Chapter 3, “Data Sources and Ingestion,” introduced the temporal concept, which focuses on data that is valid at a specific moment in time or in a given time frame. A temporal table, also referred to as a history table, can be seen in Figure 3.20. The meaning is the same in the context of a data stream processing solution. The primary difference is the time frame. In the serving layer context, the time frame could be years, months, weeks, or days, whereas in the data stream processing context, seconds and perhaps minutes are used most often. Chapter 3 includes detailed coverage of temporal windows available in Azure Stream Analytics. As you might recall, they are hopping, session, sliding, snapshot, and tumbling. The following code snippet is an example of a query that stores the result in a temporal tumbling window:
SELECT
System.TimeStamp() AS IngestionTime,
PERCENTILE_CONT(0.5) OVER (ORDER BY brainwaves.ALPHA) AS medianAPLHA,
PERCENTILE_CONT(0.5) OVER (ORDER BY brainwaves.BETA_H) AS medianBETA_H,
PERCENTILE_CONT(0.5) OVER (ORDER BY brainwaves.BETA_L) AS medianBETA_L,
PERCENTILE_CONT(0.5) OVER (ORDER BY brainwaves.GAMMA) AS medianGAMMA,
PERCENTILE_CONT(0.5) OVER (ORDER BY brainwaves.THETA) AS medianTHETA
INTO powerBI
FROM brainwaves
GROUP BY IngestionTime, TumblingWindow(second, 5)

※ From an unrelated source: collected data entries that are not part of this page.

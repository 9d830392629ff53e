use std::collections::HashSet;
use std::net::SocketAddr;
use std::sync::{Arc, Mutex};

use axum::extract::{Path, State};
use axum::http::{HeaderMap, StatusCode};
use axum::response::{IntoResponse, Response};
use axum::routing::{get, post};
use axum::{Json, Router};
use chrono::Utc;
use parentline_store::{Message, Priority};
use parentline_sync::{
    ClientConfig, FetchPostsRequest, HttpPostsClient, PostsApi, SyncError, ViewRequest,
};
use serde_json::json;

const TOKEN: &str = "token-1";
const FORBIDDEN_STUDENT: i64 = 403;

#[derive(Clone, Default)]
struct Backend {
    requests: Arc<Mutex<Vec<FetchPostsRequest>>>,
    views: Arc<Mutex<HashSet<(i64, i64)>>>,
    view_calls: Arc<Mutex<usize>>,
}

fn authorized(headers: &HeaderMap) -> bool {
    headers
        .get("authorization")
        .and_then(|v| v.to_str().ok())
        .is_some_and(|v| v == format!("Bearer {}", TOKEN))
}

async fn posts(
    State(backend): State<Backend>,
    headers: HeaderMap,
    Json(request): Json<FetchPostsRequest>,
) -> Response {
    if !authorized(&headers) {
        return StatusCode::UNAUTHORIZED.into_response();
    }
    if request.student_id == FORBIDDEN_STUDENT {
        return StatusCode::FORBIDDEN.into_response();
    }
    backend.requests.lock().unwrap().push(request);
    Json(json!({
        "posts": [
            {
                "id": 12, "title": "Trip", "content": "Bring lunch", "priority": "high",
                "group_name": "3B", "image": "https://cdn.parentline.app/trip.png",
                "sent_time": "2025-03-01T08:00:00.250Z", "read_status": 0
            },
            {
                "id": 11, "title": "Fees", "content": "Due Friday",
                "sent_time": "2025-02-28T08:00:00Z", "read_status": 1,
                "viewed_at": "2025-02-28T09:00:00Z"
            }
        ]
    }))
    .into_response()
}

async fn single(headers: HeaderMap, Path(id): Path<i64>) -> Response {
    if !authorized(&headers) {
        return StatusCode::UNAUTHORIZED.into_response();
    }
    if id != 12 {
        return StatusCode::NOT_FOUND.into_response();
    }
    Json(json!({
        "post": {
            "id": 12, "title": "Trip", "content": "Bring lunch",
            "sent_time": "2025-03-01T08:00:00.250Z"
        }
    }))
    .into_response()
}

async fn view(
    State(backend): State<Backend>,
    headers: HeaderMap,
    Json(request): Json<ViewRequest>,
) -> Response {
    if !authorized(&headers) {
        return StatusCode::UNAUTHORIZED.into_response();
    }
    *backend.view_calls.lock().unwrap() += 1;
    backend
        .views
        .lock()
        .unwrap()
        .insert((request.post_id, request.student_id));
    Json(json!({})).into_response()
}

async fn spawn_backend() -> (SocketAddr, Backend) {
    let backend = Backend::default();
    let app = Router::new()
        .route("/posts", post(posts))
        .route("/post/{id}", get(single))
        .route("/view", post(view))
        .with_state(backend.clone());

    let listener = tokio::net::TcpListener::bind("127.0.0.1:0").await.unwrap();
    let addr = listener.local_addr().unwrap();
    tokio::spawn(async move {
        axum::serve(listener, app).await.unwrap();
    });
    (addr, backend)
}

async fn client(addr: SocketAddr, token: Option<&str>) -> HttpPostsClient {
    let client = HttpPostsClient::new(format!("http://{}/", addr), ClientConfig::default()).unwrap();
    client.set_access_token(token.map(String::from)).await;
    client
}

#[tokio::test]
async fn test_fetch_posts_round_trip() {
    let (addr, backend) = spawn_backend().await;
    let client = client(addr, Some(TOKEN)).await;
    assert_eq!(client.base_url(), format!("http://{}", addr));

    let request = FetchPostsRequest::new(7, vec![3, 4], None);
    let posts = client.fetch_posts(&request).await.unwrap();

    assert_eq!(backend.requests.lock().unwrap().as_slice(), &[request]);

    let messages: Vec<Message> = posts.into_iter().map(Message::from).collect();
    assert_eq!(messages.len(), 2);
    assert_eq!(messages[0].priority, Priority::High);
    assert_eq!(messages[0].images, vec!["https://cdn.parentline.app/trip.png"]);
    assert_eq!(messages[0].sent_time.timestamp_subsec_millis(), 250);
    assert_eq!(messages[1].priority, Priority::Medium);
    assert!(messages[1].read_status.is_read());
    assert!(messages[1].images.is_empty());
}

#[tokio::test]
async fn test_auth_statuses_map_to_errors() {
    let (addr, _backend) = spawn_backend().await;

    let anonymous = client(addr, None).await;
    let err = anonymous
        .fetch_posts(&FetchPostsRequest::new(7, vec![], None))
        .await
        .unwrap_err();
    assert!(matches!(err, SyncError::Unauthorized));
    assert!(err.is_retryable());

    let signed_in = client(addr, Some(TOKEN)).await;
    let err = signed_in
        .fetch_posts(&FetchPostsRequest::new(FORBIDDEN_STUDENT, vec![], None))
        .await
        .unwrap_err();
    assert!(matches!(err, SyncError::Forbidden));
    assert!(!err.is_retryable());
}

#[tokio::test]
async fn test_fetch_single_post() {
    let (addr, _backend) = spawn_backend().await;
    let client = client(addr, Some(TOKEN)).await;

    let post = client.fetch_post(12).await.unwrap();
    assert_eq!(post.id, 12);
    assert_eq!(post.read_status, 0);

    let err = client.fetch_post(99).await.unwrap_err();
    assert!(matches!(err, SyncError::MessageNotFound(99)));
}

#[tokio::test]
async fn test_repeated_view_is_idempotent() {
    let (addr, backend) = spawn_backend().await;
    let client = client(addr, Some(TOKEN)).await;

    let request = ViewRequest {
        post_id: 12,
        student_id: 7,
        viewed_at: Utc::now(),
    };
    client.mark_viewed(&request).await.unwrap();
    client.mark_viewed(&request).await.unwrap();

    assert_eq!(*backend.view_calls.lock().unwrap(), 2);
    assert_eq!(backend.views.lock().unwrap().len(), 1);
}

#[tokio::test]
async fn test_unreachable_backend_is_connectivity_error() {
    let listener = tokio::net::TcpListener::bind("127.0.0.1:0").await.unwrap();
    let addr = listener.local_addr().unwrap();
    drop(listener);

    let client = client(addr, Some(TOKEN)).await;
    let err = client.fetch_post(12).await.unwrap_err();
    assert_eq!(err.kind(), parentline_sync::ErrorKind::Connectivity);
}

Each brain wave reading sent to Azure Stream Analytics over a 5‐second time frame is bundled together into a window. The data is received from the input named brainwaves, which you created and configured in Exercise 3.17. Then the SELECT statement, which calculates median values per frequency, is performed on the data that was received in that 5‐second window. The median values are then sent to output named powerBI for consumption and visualization.
Data Format
As you saw in Table 7.1, the only stream product that does not support all standard data formats is Azure Stream Analytics, which currently supports only UTF‐8, JSON, CSV, and AVRO; Azure Stream Analytics does not support the Parquet, XML, and ORC file types. If your streaming solution requires those file types, then you need to find another streaming product, such as Azure Databricks or HDInsight. Chapter 2, “CREATE DATABASE dbName; GO,” discussed the most common file types used for data analytics, and Chapter 3 provided some additional information about the data formats and file types that have to do specifically with designing an Azure Data Lake solution.
Programming Paradigm
As shown in Table 7.1, Azure Stream Analytics supports only the declarative programming paradigm. The database querying language T‐SQL is one of the most common declarative programming languages. Since the Stream Analytics query language is a subset of T‐SQL Azure Stream Analytics, it is clearly declarative. A few differences between declarative and imperative programming have to do with control flow and idempotency. Control flow is what distinguishes declarative from imperative, in that control flow is not described in the declarative paradigm. That means that in the declarative programming paradigm, your approach is to define what you want the code to do, but you do not control exactly how it gets done. The example SQL statement in the “Temporal Windows” section illustrates this. The SQL statement is clear on what you want but does not dictate how to perform the computation. If the SQL statement ran procedurally, it would run the INTO command before the FROM command, which might result in placing the data into the output before it knows where to get the input from. The order (the control flow) is not relevant in the declarative paradigm. Consider the following Python HDInsight 3.6 Storm code snippet, which is imperative:
import storm
def process(self, tup):
words = tup.values[0].split()
for word in words:
storm.logInfo(“Emitting %s” % word)
count = self._counter[word] +=1
storm.emit([word, count])
An imperative program comprises commands the computer will perform. The code snippet describes how the program operates, step‐by‐step. Objects, like words, are instantiated, and assignments are made to both words and word, which are further traits of the imperative programming paradigm. The other difference between these two paradigms has to do with idempotency. Idempotency, in computer terms, means that a method or code snippet that is run multiple times returns the same expected results. An idempotent algorithm does not have to keep track of whether the operation has been triggered before. The Python code snippet provided earlier is not idempotent, because the emitted value would contain an unexpected count value, meaning the result of the method invocation would not be the same when run multiple times. If your data analytics require a lot of control over how the data should be processed, then you would need to choose a streaming product other than Azure Stream Analytics. Alternatively, if you need to only define what you want and let the underlying technology decide the best means for providing you that, then you can use one of the other declarative streaming products available on Azure.